Si estás usando un recipiente de plástico, puedes saltar este paso. Si optaste por una lata, sigue leyendo. Coloca un poco de cinta aisladora en la parte de adentro de la lata, donde luego ubicarás el circuito USB. Esto aislará la caja para evitar cortocircuitos. También deberías poner un poco debajo del conector de 2.5 milímetros. Puedes usar otros materiales, como un sellador, pero te resultará más sencillo hacerlo con cinta.

Este punto es particularmente importante. Si la lata no está bien aislada, es posible que se genere un cortocircuito. Si esto sucede, saldrá humo o sentirás olor a quemado cuando lo enciendas. En ese caso, retira las pilas lo más rápido posible.

Paso 10: ¡Pruébalo!

Coloca unas pilas comunes o recargables y prueba si funciona la conexión. Si el circuito no funciona, revisa lo siguiente:

- ¿Las pilas tienen carga?
- ¿El circuito está armado correctamente?
- ¿El interruptor está en el lugar adecuado?
- ¿Está todo bien soldado?
- ¿Conectaste bien los polos negativos y positivos?

Paso 11: Pégalo

Primero, asegúrate de que todo encaje en el recipiente. Enrosca el conector de 2.5 milímetros, coloca el portapilas y el circuito USB en su lugar. Si todo entra bien, pégalo con la pistola de pegamento caliente. También puedes usar cinta bifaz.

Si usas pegamento, coloca una gota debajo del circuito USB. Presiónalo y espera hasta que se enfríe.

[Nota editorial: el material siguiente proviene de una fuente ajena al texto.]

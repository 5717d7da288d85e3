//! Thread correlation through connection markers.
//!
//! Synced threads are linked by hidden notes of the form
//! `Connects to <service> thread <id>` left on both sides of the link. On
//! receipt of a message the correlator scans the source thread's notes for a
//! marker naming the destination; after opening a new destination thread it
//! records a fresh marker pair so later messages correlate.

use std::fmt;
use std::sync::Arc;

use regex::Regex;
use thiserror::Error;
use tsync_core::{AdapterError, AdapterRegistry, HandleContext, RegistryError, TargetIds};

use crate::dispatch::{DispatchError, dispatch};
use crate::resolver::{CredentialResolver, ResolveError};

/// What a connection marker links. Only whole threads are linked today.
#[derive(Debug, Clone, Copy, PartialEq, Eq)]
pub enum LinkKind {
    Thread,
}

impl LinkKind {
    pub fn as_str(self) -> &'static str {
        match self {
            LinkKind::Thread => "thread",
        }
    }
}

impl fmt::Display for LinkKind {
    fn fmt(&self, f: &mut fmt::Formatter<'_>) -> fmt::Result {
        f.write_str(self.as_str())
    }
}

#[derive(Debug, Error)]
pub enum CorrelateError {
    #[error("no {kind} link to {service} found")]
    NotFound { kind: LinkKind, service: String },
    #[error("cannot record a {kind} link before both sides exist")]
    Incomplete { kind: LinkKind },
    #[error("searching {service} notes failed")]
    Fetch {
        service: String,
        #[source]
        source: AdapterError,
    },
    #[error("marker pattern for {service} does not compile")]
    Pattern {
        service: String,
        #[source]
        source: regex::Error,
    },
    #[error(transparent)]
    Registry(#[from] RegistryError),
    #[error(transparent)]
    Resolve(#[from] ResolveError),
    #[error(transparent)]
    Dispatch(#[from] DispatchError),
}

/// Finds and records thread links between the source and destination side
/// of a handle context.
pub struct ThreadCorrelator {
    registry: Arc<AdapterRegistry>,
    resolver: Arc<CredentialResolver>,
}

impl ThreadCorrelator {
    pub fn new(registry: Arc<AdapterRegistry>, resolver: Arc<CredentialResolver>) -> Self {
        Self { registry, resolver }
    }

    /// Scans the source thread's notes for a marker naming the destination
    /// service, writing the linked id into `to_ids` on success. Notes come
    /// back oldest first; the most recent match wins.
    pub async fn find(&self, event: &mut HandleContext, kind: LinkKind) -> Result<(), CorrelateError> {
        let pattern = marker_pattern(&event.to, kind)?;
        let fetcher = self.registry.note_fetcher(event.source())?;
        let notes = fetcher
            .fetch_notes(&event.source_ids().thread, &event.source_ids().flow, &pattern)
            .await
            .map_err(|source| CorrelateError::Fetch {
                service: event.source().to_string(),
                source,
            })?;
        for body in notes.iter().rev() {
            if let Some(caps) = pattern.captures(body) {
                event.to_ids.thread = Some(caps[1].to_string());
                return Ok(());
            }
        }
        Err(CorrelateError::NotFound {
            kind,
            service: event.to.clone(),
        })
    }

    /// Drops one marker into each side of a freshly created link, using the
    /// system accounts. Both posts run concurrently; either failure
    /// surfaces, but a recorded marker is never rolled back.
    pub async fn record(&self, event: &HandleContext, kind: LinkKind) -> Result<(), CorrelateError> {
        let to_thread = event
            .to_ids
            .thread
            .clone()
            .ok_or(CorrelateError::Incomplete { kind })?;
        let source_ids = event.source_ids();

        let mut source_note = HandleContext::system_message(
            event.source(),
            TargetIds {
                flow: source_ids.flow.clone(),
                thread: Some(source_ids.thread.clone()),
                ..TargetIds::default()
            },
            marker_text(&event.to, kind, &to_thread, event.to_ids.url.as_deref()),
        );
        let mut dest_note = HandleContext::system_message(
            event.to.clone(),
            TargetIds {
                flow: event.to_ids.flow.clone(),
                thread: Some(to_thread),
                ..TargetIds::default()
            },
            marker_text(
                event.source(),
                kind,
                &source_ids.thread,
                source_ids.url.as_deref(),
            ),
        );
        self.resolver.resolve_system(&mut source_note)?;
        self.resolver.resolve_system(&mut dest_note)?;

        let (into_source, into_dest) = tokio::join!(
            dispatch(&self.registry, &mut source_note),
            dispatch(&self.registry, &mut dest_note),
        );
        into_source?;
        into_dest?;
        Ok(())
    }
}

/// Case-insensitive scan for a marker naming `service`, capturing the
/// linked id.
fn marker_pattern(service: &str, kind: LinkKind) -> Result<Regex, CorrelateError> {
    Regex::new(&format!(
        r"(?i)connects to {} {} ([A-Za-z0-9+/=-]+)",
        regex::escape(service),
        kind
    ))
    .map_err(|source| CorrelateError::Pattern {
        service: service.to_string(),
        source,
    })
}

fn marker_text(service: &str, kind: LinkKind, id: &str, url: Option<&str>) -> String {
    match url {
        Some(url) => format!("[Connects to {service} {kind} {id}]({url})"),
        None => format!("Connects to {service} {kind} {id}"),
    }
}

#[cfg(test)]
mod tests {
    use super::*;
    use serde_json::from_value;
    use std::collections::HashMap;
    use tsync_core::{Credentials, Flow, ReceiptContext, SyncConfig};
    use tsync_testutil::{FakeMessenger, InMemoryHub, indicators, receipt_json};

    fn harness() -> (Arc<AdapterRegistry>, ThreadCorrelator, Arc<FakeMessenger>, Arc<FakeMessenger>) {
        let flowdock = Arc::new(FakeMessenger::new("flowdock", indicators()));
        let discourse = Arc::new(FakeMessenger::new("discourse", indicators()));
        let mut registry = AdapterRegistry::new();
        registry.register_listener(Arc::clone(&flowdock) as _);
        registry.register_emitter(Arc::clone(&flowdock) as _);
        registry.register_note_fetcher("flowdock", Arc::clone(&flowdock) as _);
        registry.register_listener(Arc::clone(&discourse) as _);
        registry.register_emitter(Arc::clone(&discourse) as _);
        registry.register_note_fetcher("discourse", Arc::clone(&discourse) as _);
        registry.register_hub("flowdock", Arc::new(InMemoryHub::new()));
        let registry = Arc::new(registry);

        let mut system_accounts = HashMap::new();
        for service in ["flowdock", "discourse"] {
            system_accounts.insert(
                service.to_string(),
                Credentials {
                    user: Some("syncbot".to_string()),
                    token: Some("sys".to_string()),
                },
            );
        }
        let config = SyncConfig {
            mappings: vec![vec![
                Flow::new("flowdock", "F1"),
                Flow::new("discourse", "D1"),
            ]],
            generic_accounts: HashMap::new(),
            system_accounts,
            hub_service: "flowdock".to_string(),
            public_indicators: vec!["%".to_string()],
            private_indicators: vec!["~".to_string()],
        };
        let resolver = Arc::new(CredentialResolver::new(
            &config,
            registry.hub("flowdock").unwrap(),
        ));
        let correlator = ThreadCorrelator::new(Arc::clone(&registry), resolver);
        (registry, correlator, flowdock, discourse)
    }

    fn event() -> HandleContext {
        let receipt: ReceiptContext =
            from_value(receipt_json("flowdock", "F1", "t1", "joe", "hello")).unwrap();
        HandleContext::new(receipt, "discourse", "D1")
    }

    #[tokio::test]
    async fn find_reads_the_linked_thread_from_a_marker() {
        let (_registry, correlator, flowdock, _discourse) = harness();
        flowdock.push_note("t1", "[Connects to discourse thread 99](https://discourse.test/99)");

        let mut event = event();
        correlator.find(&mut event, LinkKind::Thread).await.unwrap();
        assert_eq!(event.to_ids.thread.as_deref(), Some("99"));
    }

    #[tokio::test]
    async fn find_without_marker_is_not_found() {
        let (_registry, correlator, flowdock, _discourse) = harness();
        flowdock.push_note("t1", "just some chatter");

        let mut event = event();
        let err = correlator.find(&mut event, LinkKind::Thread).await.unwrap_err();
        assert!(matches!(err, CorrelateError::NotFound { .. }));
        assert!(event.to_ids.thread.is_none());
    }

    #[tokio::test]
    async fn find_prefers_the_most_recent_marker() {
        let (_registry, correlator, flowdock, _discourse) = harness();
        flowdock.push_note("t1", "[Connects to discourse thread 11](https://discourse.test/11)");
        flowdock.push_note("t1", "[Connects to discourse thread 22](https://discourse.test/22)");

        let mut event = event();
        correlator.find(&mut event, LinkKind::Thread).await.unwrap();
        assert_eq!(event.to_ids.thread.as_deref(), Some("22"));
    }

    #[tokio::test]
    async fn find_ignores_markers_naming_other_services() {
        let (_registry, correlator, flowdock, _discourse) = harness();
        flowdock.push_note("t1", "[Connects to front thread 42](https://front.test/42)");

        let mut event = event();
        let err = correlator.find(&mut event, LinkKind::Thread).await.unwrap_err();
        assert!(matches!(err, CorrelateError::NotFound { .. }));
    }

    #[tokio::test]
    async fn record_leaves_a_marker_on_both_sides() {
        let (_registry, correlator, flowdock, discourse) = harness();

        let mut event = event();
        event.to_ids.thread = Some("d9".to_string());
        correlator.record(&event, LinkKind::Thread).await.unwrap();

        let source_notes = flowdock.notes_in("t1");
        assert!(
            source_notes
                .iter()
                .any(|body| body.contains("Connects to discourse thread d9"))
        );
        let dest_notes = discourse.notes_in("d9");
        assert!(
            dest_notes
                .iter()
                .any(|body| body.contains("Connects to flowdock thread t1"))
        );
        // Both markers were sent with the system account.
        for payload in flowdock.sent().iter().chain(discourse.sent().iter()) {
            assert_eq!(payload["user"], "syncbot");
            assert_eq!(payload["token"], "sys");
        }
    }

    #[tokio::test]
    async fn record_requires_the_destination_thread() {
        let (_registry, correlator, _flowdock, _discourse) = harness();
        let err = correlator
            .record(&event(), LinkKind::Thread)
            .await
            .unwrap_err();
        assert!(matches!(err, CorrelateError::Incomplete { .. }));
    }

    #[tokio::test]
    async fn recorded_markers_are_findable_again() {
        let (_registry, correlator, _flowdock, _discourse) = harness();

        let mut event = event();
        event.to_ids.thread = Some("d9".to_string());
        correlator.record(&event, LinkKind::Thread).await.unwrap();

        let mut later = self::event();
        correlator.find(&mut later, LinkKind::Thread).await.unwrap();
        assert_eq!(later.to_ids.thread.as_deref(), Some("d9"));
    }
}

Luego, pon un poco más por encima y sobre las soldaduras para protegerlo y evitar cortocircuitos. Una vez que termines de hacer esto, coloca las pilas.

Recomendaciones

Ten en cuenta que los paneles solares se clasifican según su máxima potencia de salida, no por la capacidad media que alcanzan, lo cual implica que probablemente nunca alcances la potencia indicada. Cuanto mayor sea el voltaje, menor luz solar necesitarás para cargar las baterías. Sin embargo, no es aconsejable usar una corriente mayor a los 400 miliamperios, ya que esto puede dañar las pilas.